Sunday, November 01, 2009

pathetic loathing

Like a bulimic whose heart calms as she swallows her fingers. Like a murderer climaxing as his knife sinks and twists into a belly. Like a dog rejoicing as he rediscovers his vomit. I blog. I’ve white knuckled it as long as I can. I’ve trembled as I attempt to keep the emotions and thoughts at bay. I’ve tried to be strong, to be manly, to be healthily independent and sanitized.

In order to breathe, to see the sun shinning, to experience the love I do have around me, I must return to my fingers, my knife, my vomit.
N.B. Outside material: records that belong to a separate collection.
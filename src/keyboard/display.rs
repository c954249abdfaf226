//! Display names for physical keys.
//!
//! Printable keys are shown by the glyph the active layout puts on them; only the
//! named keys (modifiers, whitespace, editing keys) have fixed labels.

use crate::keyboard::geometry::PhysicalKeyId;
use crate::keyboard::layout::{Layout, ModifierLevel};

/// Human-readable name for a non-printing key. Returns `""` for keys whose label
/// comes from the layout.
pub fn key_display_name(key: PhysicalKeyId) -> &'static str {
    match key.as_str() {
        "Backspace" => "Backspace",
        "Tab" => "Tab",
        "Enter" => "Enter",
        "Space" => "Space",
        "CapsLock" => "Caps Lock",
        "ShiftLeft" => "Left Shift",
        "ShiftRight" => "Right Shift",
        "ControlLeft" | "ControlRight" => "Ctrl",
        "AltLeft" => "Alt",
        "AltRight" => "AltGr",
        "MetaLeft" | "MetaRight" => "Super",
        "ContextMenu" => "Menu",
        _ => "",
    }
}

/// Label for a key on `layout`: its fixed name, else the glyph it types.
pub fn key_label(layout: &Layout, key: PhysicalKeyId) -> String {
    let name = key_display_name(key);
    if !name.is_empty() {
        return name.to_string();
    }
    layout
        .symbol(key, ModifierLevel::Shift)
        .or_else(|| layout.symbol(key, ModifierLevel::Base))
        .map(|s| s.glyph().to_string())
        .unwrap_or_else(|| key.as_str().to_string())
}

/// Keys joined the way a hint reads, e.g. `A + Right Shift`.
pub fn keys_label(layout: &Layout, keys: &[PhysicalKeyId]) -> String {
    keys.iter()
        .map(|&k| key_label(layout, k))
        .collect::<Vec<_>>()
        .join(" + ")
}
//! zhimi-embeddings - Embedding providers for zhimi.
//!
//! # Example
//!
//! ```ignore
//! use zhimi_embeddings::EmbedderFactory;
//!
//! // BAAI/bge-large-zh-v1.5 on SiliconFlow
//! let embedder = EmbedderFactory::siliconflow()?;
//!
//! let embedder = EmbedderFactory::from_config(&config.embedder)?;
//! ```

mod factory;
mod openai;

pub use factory::EmbedderFactory;
pub use openai::OpenAIEmbedder;

// Re-export core types for convenience
pub use zhimi_core::config::EmbedderProviderConfig;
pub use zhimi_core::traits::{Embedder, EmbedderConfig, EmbedderProvider};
It’s been over two weeks since I’ve heard anything from him. Not a text, not an email, not a thought. Halloween has past. The day I usually set up the tree is nearing halfway over. The snow days are gone and the snow has nearly melted. Everything that could possibly make me think of him specifically is on hiatus. Except for the very real aspect of being awake—or asleep.
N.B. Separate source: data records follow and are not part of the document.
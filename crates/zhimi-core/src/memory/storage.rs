//! JSON-file persistence for user profiles.
//!
//! All users share one table file keyed by `user_id`. Every write rewrites
//! the whole table, so writes are serialized through a lock held across the
//! read, the merge and the rename.

use std::fs::{self, File};
use std::io::Write;
use std::path::{Path, PathBuf};
use std::sync::{Mutex, MutexGuard};

use chrono::Utc;
use serde_json::{json, Map, Value};
use tracing::{debug, error, warn};

use crate::error::{ErrorCode, ZhimiError, ZhimiResult};

use super::merge::deep_merge;
use super::profile::{StructuredInfo, UserProfile};

type Table = Map<String, Value>;

/// Store for the persisted memory table.
pub struct UserMemoryStorage {
    path: PathBuf,
    write_lock: Mutex<()>,
}

impl UserMemoryStorage {
    /// Open the store at `path`, creating its parent directory.
    ///
    /// The table file itself is created on first write.
    pub fn new(path: impl Into<PathBuf>) -> ZhimiResult<Self> {
        let path = path.into();
        if let Some(parent) = path.parent() {
            if !parent.as_os_str().is_empty() {
                fs::create_dir_all(parent)?;
            }
        }

        Ok(Self {
            path,
            write_lock: Mutex::new(()),
        })
    }

    pub fn path(&self) -> &Path {
        &self.path
    }

    /// Load one user's profile.
    ///
    /// Missing files, unknown users and unreadable records all yield an empty
    /// profile.
    pub fn load_memory(&self, user_id: &str) -> UserProfile {
        let table = match self.read_table() {
            Ok(Some(table)) => table,
            Ok(None) => return UserProfile::new(user_id),
            Err(e) => {
                warn!(error = %e, path = %self.path.display(), "Failed to load memory table, using defaults");
                return UserProfile::new(user_id);
            }
        };

        match table.get(user_id) {
            None => UserProfile::new(user_id),
            Some(record) => UserProfile::from_value(user_id, record).unwrap_or_else(|| {
                warn!(user_id, "Memory record is not an object, using defaults");
                UserProfile::new(user_id)
            }),
        }
    }

    /// Merge extracted information into a user's profile.
    pub fn update_memory(&self, user_id: &str, info: &StructuredInfo) -> bool {
        self.update_memory_value(user_id, &Value::Object(info.to_object()))
    }

    /// Merge an arbitrary JSON object into a user's profile.
    ///
    /// Returns `false` when `updates` is not an object or the table cannot be
    /// written.
    pub fn update_memory_value(&self, user_id: &str, updates: &Value) -> bool {
        let Some(updates) = updates.as_object() else {
            warn!(user_id, "Memory update is not a JSON object");
            return false;
        };

        let result = self.modify(|table| {
            let record = table
                .entry(user_id.to_string())
                .or_insert_with(|| default_record(user_id));
            if !record.is_object() {
                *record = default_record(user_id);
            }
            if let Value::Object(record) = record {
                deep_merge(record, updates);
                record.insert("updated_at".to_string(), json!(Utc::now().to_rfc3339()));
            }
        });

        match result {
            Ok(()) => {
                debug!(user_id, "Memory updated");
                true
            }
            Err(e) => {
                error!(user_id, error = %e, "Failed to save memory");
                false
            }
        }
    }

    /// Reset a user's profile to empty defaults; the entry itself stays.
    pub fn clear_memory(&self, user_id: &str) -> bool {
        let result = self.modify(|table| {
            table.insert(user_id.to_string(), default_record(user_id));
        });

        match result {
            Ok(()) => true,
            Err(e) => {
                error!(user_id, error = %e, "Failed to clear memory");
                false
            }
        }
    }

    /// Users present in the table.
    pub fn user_ids(&self) -> Vec<String> {
        match self.read_table() {
            Ok(Some(table)) => table.keys().cloned().collect(),
            Ok(None) => Vec::new(),
            Err(e) => {
                warn!(error = %e, "Failed to read memory table");
                Vec::new()
            }
        }
    }

    /// Read-modify-write the whole table under the write lock.
    fn modify(&self, apply: impl FnOnce(&mut Table)) -> ZhimiResult<()> {
        let _guard = self.lock();
        let mut table = self.table_for_write()?;
        apply(&mut table);
        self.write_table(&table)
    }

    fn lock(&self) -> MutexGuard<'_, ()> {
        // The guarded value is (), so a poisoned lock carries no bad state.
        self.write_lock
            .lock()
            .unwrap_or_else(|poisoned| poisoned.into_inner())
    }

    /// `Ok(None)` when the file does not exist yet.
    fn read_table(&self) -> ZhimiResult<Option<Table>> {
        let content = match fs::read_to_string(&self.path) {
            Ok(content) => content,
            Err(e) if e.kind() == std::io::ErrorKind::NotFound => return Ok(None),
            Err(e) => {
                return Err(ZhimiError::read_failed(
                    format!("cannot read {}", self.path.display()),
                    e,
                ))
            }
        };

        match serde_json::from_str::<Value>(&content) {
            Ok(Value::Object(table)) => Ok(Some(table)),
            Ok(_) => Err(ZhimiError::corrupted("memory table is not a JSON object")),
            Err(e) => Err(ZhimiError::corrupted(format!("invalid memory table: {}", e))),
        }
    }

    /// Current table for a write; a corrupt file is moved aside first.
    fn table_for_write(&self) -> ZhimiResult<Table> {
        match self.read_table() {
            Ok(Some(table)) => Ok(table),
            Ok(None) => Ok(Table::new()),
            Err(e) if e.code() == ErrorCode::MemCorrupted => {
                let backup = self.sibling(&format!(
                    "corrupt-{}",
                    Utc::now().format("%Y%m%dT%H%M%S%.3fZ")
                ));
                fs::rename(&self.path, &backup)?;
                warn!(
                    error = %e,
                    backup = %backup.display(),
                    "Memory table was corrupt, moved aside and starting fresh"
                );
                Ok(Table::new())
            }
            Err(e) => Err(e),
        }
    }

    /// Write to `<file>.tmp`, fsync, then rename over the table.
    fn write_table(&self, table: &Table) -> ZhimiResult<()> {
        let tmp = self.sibling("tmp");
        {
            let mut file = File::create(&tmp)?;
            serde_json::to_writer_pretty(&mut file, table)?;
            file.write_all(b"\n")?;
            file.sync_all()?;
        }
        fs::rename(&tmp, &self.path)?;
        Ok(())
    }

    fn sibling(&self, suffix: &str) -> PathBuf {
        let mut name = self
            .path
            .file_name()
            .map(|n| n.to_os_string())
            .unwrap_or_default();
        name.push(".");
        name.push(suffix);
        self.path.with_file_name(name)
    }
}

fn default_record(user_id: &str) -> Value {
    json!({
        "user_id": user_id,
        "preferences": {
            "programming_languages": [],
            "tools": [],
            "topics": []
        },
        "background": {
            "profession": "",
            "experience": "",
            "projects": []
        },
        "updated_at": Utc::now().to_rfc3339()
    })
}

#[cfg(test)]
mod tests {
    use super::*;
    use std::sync::Arc;
    use tempfile::TempDir;

    fn storage() -> (TempDir, UserMemoryStorage) {
        let dir = TempDir::new().unwrap();
        let storage = UserMemoryStorage::new(dir.path().join("memory/user_memory.json")).unwrap();
        (dir, storage)
    }

    fn go_engineer() -> StructuredInfo {
        let mut info = StructuredInfo::default();
        info.preferences.programming_languages = vec!["Go".to_string()];
        info.background.profession = "后端工程师".to_string();
        info
    }

    #[test]
    fn test_new_creates_parent_directory() {
        let (dir, storage) = storage();
        assert!(dir.path().join("memory").is_dir());
        assert!(!storage.path().exists());
    }

    #[test]
    fn test_load_missing_user_is_default() {
        let (_dir, storage) = storage();
        let profile = storage.load_memory("nobody");
        assert_eq!(profile.user_id, "nobody");
        assert!(!profile.has_info());
    }

    #[test]
    fn test_update_then_load() {
        let (_dir, storage) = storage();
        assert!(storage.update_memory("u1", &go_engineer()));

        let profile = storage.load_memory("u1");
        assert_eq!(profile.preferences.programming_languages, vec!["Go"]);
        assert_eq!(profile.background.profession, "后端工程师");
    }

    #[test]
    fn test_file_is_pretty_utf8() {
        let (_dir, storage) = storage();
        storage.update_memory("u1", &go_engineer());

        let raw = fs::read_to_string(storage.path()).unwrap();
        assert!(raw.contains("后端工程师"));
        assert!(!raw.contains("\\u"));
        assert!(raw.contains("\n  \"u1\": {"));
        assert!(!storage.sibling("tmp").exists());
    }

    #[test]
    fn test_updates_merge_incrementally() {
        let (_dir, storage) = storage();
        let mut first = StructuredInfo::default();
        first.preferences.programming_languages = vec!["Go".into(), "Rust".into()];
        first.background.profession = "Engineer".into();
        storage.update_memory("u1", &first);

        let mut second = StructuredInfo::default();
        second.preferences.programming_languages = vec!["Python".into(), "Go".into()];
        storage.update_memory("u1", &second);

        let profile = storage.load_memory("u1");
        assert_eq!(
            profile.preferences.programming_languages,
            vec!["Go", "Rust", "Python"]
        );
        assert_eq!(profile.background.profession, "Engineer");
    }

    #[test]
    fn test_users_are_independent() {
        let (_dir, storage) = storage();
        storage.update_memory("alice", &go_engineer());
        assert!(storage.clear_memory("bob"));

        let mut ids = storage.user_ids();
        ids.sort();
        assert_eq!(ids, vec!["alice", "bob"]);
        assert!(storage.load_memory("alice").has_info());
        assert!(!storage.load_memory("bob").has_info());
    }

    #[test]
    fn test_clear_keeps_entry() {
        let (_dir, storage) = storage();
        storage.update_memory("u1", &go_engineer());
        assert!(storage.clear_memory("u1"));

        assert_eq!(storage.user_ids(), vec!["u1"]);
        assert!(!storage.load_memory("u1").has_info());
    }

    #[test]
    fn test_corrupt_file_loads_default_and_is_backed_up_on_write() {
        let (dir, storage) = storage();
        fs::write(storage.path(), "{ not json").unwrap();

        assert!(!storage.load_memory("u1").has_info());
        assert!(storage.update_memory("u1", &go_engineer()));
        assert!(storage.load_memory("u1").has_info());

        let backups: Vec<_> = fs::read_dir(dir.path().join("memory"))
            .unwrap()
            .filter_map(|e| e.ok())
            .filter(|e| e.file_name().to_string_lossy().contains(".corrupt-"))
            .collect();
        assert_eq!(backups.len(), 1);
        assert_eq!(fs::read_to_string(backups[0].path()).unwrap(), "{ not json");
    }

    #[test]
    fn test_non_object_update_is_rejected() {
        let (_dir, storage) = storage();
        assert!(!storage.update_memory_value("u1", &json!(["Go"])));
        assert!(!storage.path().exists());
    }

    #[test]
    fn test_write_failure_returns_false() {
        let dir = TempDir::new().unwrap();
        // The table path is a directory, so the final rename fails.
        let path = dir.path().join("table.json");
        fs::create_dir_all(path.join("occupied")).unwrap();
        let storage = UserMemoryStorage::new(&path).unwrap();

        assert!(!storage.update_memory("u1", &go_engineer()));
        assert!(!storage.clear_memory("u1"));
    }

    #[test]
    fn test_unreadable_table_is_not_treated_as_corrupt() {
        let dir = TempDir::new().unwrap();
        let path = dir.path().join("table.json");
        fs::create_dir_all(&path).unwrap();
        let storage = UserMemoryStorage::new(&path).unwrap();

        let err = storage.read_table().unwrap_err();
        assert_eq!(err.code(), ErrorCode::MemReadFailed);

        assert!(!storage.update_memory("u1", &go_engineer()));
        // Nothing was moved aside: only corrupt content is backed up.
        let backups = fs::read_dir(dir.path())
            .unwrap()
            .filter_map(|e| e.ok())
            .filter(|e| e.file_name().to_string_lossy().contains(".corrupt-"))
            .count();
        assert_eq!(backups, 0);
        assert!(path.is_dir());
    }

    #[test]
    fn test_concurrent_updates_are_not_lost() {
        let (_dir, storage) = storage();
        let storage = Arc::new(storage);

        let handles: Vec<_> = (0..8)
            .map(|i| {
                let storage = storage.clone();
                std::thread::spawn(move || {
                    let mut info = StructuredInfo::default();
                    info.preferences.topics = vec![format!("topic-{}", i)];
                    storage.update_memory(&format!("user-{}", i), &info)
                })
            })
            .collect();

        for handle in handles {
            assert!(handle.join().unwrap());
        }
        assert_eq!(storage.user_ids().len(), 8);
    }
}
Maybe he’s read the blog and sees how pathetic I really am. Maybe he realized I blocked him and all his friends on facebook so that I don’t have to see each update and be reminded of everything that is more important than me and what we had. Maybe he simply decided that enough time had passed and he doesn’t have to give the obligatory contact. Maybe, and here we are at the truth, and that one that hurts the most, I haven’t even entered his head and there isn’t a desire there on his end.

I’d gotten used to hearing from him at least once a week. I hadn’t even realized it. I’d start thinking that it was about time to hear from him, and bam, there’d be a text or an email. Seemingly those days are now gone, and so I have to deal with truly being in his past (I know, I know, I can be a little slow on the uptake).
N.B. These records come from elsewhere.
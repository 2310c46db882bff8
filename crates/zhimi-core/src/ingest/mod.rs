//! Document ingestion: load a directory, cut it into chunks.

mod loader;
mod splitter;

pub use loader::{load_documents, Document};
pub use splitter::{split_documents, TextSplitter, DEFAULT_SEPARATORS};
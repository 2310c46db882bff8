//! Embedder trait and related types.

use async_trait::async_trait;
use serde::{Deserialize, Serialize};

use crate::error::ZhimiResult;

/// Core Embedder trait - all embedding providers implement this.
#[async_trait]
pub trait Embedder: Send + Sync {
    /// Generate embedding for a single text.
    async fn embed(&self, text: &str) -> ZhimiResult<Vec<f32>>;

    /// Generate embeddings for multiple texts (batch).
    async fn embed_batch(&self, texts: &[String]) -> ZhimiResult<Vec<Vec<f32>>> {
        let mut embeddings = Vec::with_capacity(texts.len());
        for text in texts {
            embeddings.push(self.embed(text).await?);
        }
        Ok(embeddings)
    }

    /// Get the dimension of the embeddings.
    fn dimension(&self) -> usize;

    /// Get the model name.
    fn model_name(&self) -> &str;
}

/// Embedder configuration.
#[derive(Debug, Clone, Serialize, Deserialize)]
pub struct EmbedderConfig {
    /// Model name/identifier.
    pub model: String,
    /// Embedding dimensions.
    #[serde(default = "default_embedding_dims")]
    pub embedding_dims: usize,
    /// How many texts to send per batch request.
    #[serde(default = "default_batch_size")]
    pub batch_size: usize,
    /// API key (if not using environment variable).
    #[serde(skip_serializing_if = "Option::is_none")]
    pub api_key: Option<String>,
    /// Base URL for API.
    #[serde(skip_serializing_if = "Option::is_none")]
    pub base_url: Option<String>,
}

fn default_embedding_dims() -> usize {
    1024
}

fn default_batch_size() -> usize {
    32
}

impl Default for EmbedderConfig {
    fn default() -> Self {
        Self {
            model: "BAAI/bge-large-zh-v1.5".to_string(),
            embedding_dims: default_embedding_dims(),
            batch_size: default_batch_size(),
            api_key: None,
            base_url: None,
        }
    }
}

/// Embedder provider type.
#[derive(Debug, Clone, Copy, PartialEq, Eq, Serialize, Deserialize, Default)]
#[serde(rename_all = "lowercase")]
pub enum EmbedderProvider {
    #[default]
    SiliconFlow,
    OpenAI,
}

impl EmbedderProvider {
    /// Environment variable holding the API key for this provider.
    pub fn api_key_env(&self) -> &'static str {
        match self {
            EmbedderProvider::SiliconFlow => "SILICONFLOW_API_KEY",
            EmbedderProvider::OpenAI => "OPENAI_API_KEY",
        }
    }

    /// Base URL used when the config does not set one.
    pub fn default_base_url(&self) -> Option<&'static str> {
        match self {
            EmbedderProvider::SiliconFlow => Some(crate::config::SILICONFLOW_BASE_URL),
            EmbedderProvider::OpenAI => None,
        }
    }
}

/// Scale a vector to unit length in place. Zero vectors are left untouched.
pub fn normalize(vector: &mut [f32]) {
    let norm = vector.iter().map(|x| x * x).sum::<f32>().sqrt();
    if norm > f32::EPSILON {
        vector.iter_mut().for_each(|x| *x /= norm);
    }
}

/// Cosine similarity between two vectors.
///
/// Returns 0.0 if the lengths differ or either vector has zero magnitude.
pub fn cosine_similarity(a: &[f32], b: &[f32]) -> f32 {
    if a.len() != b.len() || a.is_empty() {
        return 0.0;
    }

    let dot: f32 = a.iter().zip(b.iter()).map(|(x, y)| x * y).sum();
    let norm_a: f32 = a.iter().map(|x| x * x).sum::<f32>().sqrt();
    let norm_b: f32 = b.iter().map(|x| x * x).sum::<f32>().sqrt();

    if norm_a > f32::EPSILON && norm_b > f32::EPSILON {
        dot / (norm_a * norm_b)
    } else {
        0.0
    }
}

#[cfg(test)]
mod tests {
    use super::*;

    #[test]
    fn test_normalize() {
        let mut v = vec![3.0, 4.0];
        normalize(&mut v);
        assert!((v[0] - 0.6).abs() < 1e-6);
        assert!((v[1] - 0.8).abs() < 1e-6);

        let mut zero = vec![0.0, 0.0];
        normalize(&mut zero);
        assert_eq!(zero, vec![0.0, 0.0]);
    }

    #[test]
    fn test_cosine_similarity() {
        assert!((cosine_similarity(&[1.0, 0.0], &[1.0, 0.0]) - 1.0).abs() < 0.01);
        assert!(cosine_similarity(&[1.0, 0.0], &[0.0, 1.0]).abs() < 0.01);
        assert!((cosine_similarity(&[1.0, 0.0], &[-1.0, 0.0]) + 1.0).abs() < 0.01);
        assert_eq!(cosine_similarity(&[1.0], &[1.0, 0.0]), 0.0);
    }
}
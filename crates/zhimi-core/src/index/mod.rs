//! Document index implementations.

mod sqlite;

pub use sqlite::SqliteChunkIndex;
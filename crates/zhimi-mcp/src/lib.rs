//! MCP server for zhimi.
//!
//! Exposes the retrieval strategies and per-user memory as MCP tools so an
//! agent orchestrator can call them over stdio.
//!
//! # Tools
//!
//! - `simple_keyword_search` - Exact-term lookup over the document index
//! - `hybrid_search` - Semantic plus BM25 retrieval, deduplicated
//! - `memory_summary` - Markdown summary of what is known about a user
//! - `memory_update` - Extract from recent turns and merge into memory
//! - `memory_get` - The stored profile as JSON
//! - `memory_clear` - Reset a user's profile
//!
//! # Configuration
//!
//! Read via `ZhimiConfig::from_env` after loading `.env`:
//!
//! - `ZHIMI_CONFIG` - Optional config file (toml, json or yaml)
//! - `ZHIMI_DATA_DIR` - Directory for the index and memory table (default: ./memory)
//! - `SILICONFLOW_API_KEY` / `OPENAI_API_KEY` - Provider key
//! - `LLM_MODEL`, `EMBED_MODEL` - Model overrides

pub mod bootstrap;
pub mod server;
pub mod tools;

pub use bootstrap::{build_index, build_server, init_tracing};
pub use server::ZhimiServer;
//! Core types for zhimi.

mod chunk;
mod message;

pub use chunk::*;
pub use message::*;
It’s a strange thing. The bad things, the hurtful things, that have happened in the past with others are still with me at times. When I don’t want them. They can be as real as the moment that I live in. However, the good times seem to fade into fairytale and myth as soon as they pass. The years with him never occurred. It was a dream, a fantasy. Of no more substance than the mermaids that cover my books, walls, and body. Only things that last are real or things that cut and leave scars. The things that were healed and blossomed and grew during the interlude where ripped open, stampled, and suffocated in the aftermath. I was nothing more than a moment, an experiment, as taste of one option that was deemed lacking. I was built up, made to believe and see the man he thought I was—the man I could be, the man I never dreamed I could me—only to have the illusion ripped from my eyes and a mirror set before me.

Now, like the girl, her stringy hair hanging around her face, dangling in the toilet water, guilt rushing into her; the killer with a conscience, tears streaming down his face as warm blood makes its way over and through the hair on his forearm, the blade trembling in his hands, I read my words and am disgusted with myself. It’s bad enough to be the one who was left, the one who had all he dreamed and lost it—to be this man, the one who refuses to shrug and move on, to believe there is more to him that what was ripped from him, the one whose pathetic state-of-being causes those around him to cringe in embarrassment. At the very least, I could choose to be like the dog, who not only has no apologies of his regurgitation buffet, but anxiously awaits the next feast of bile.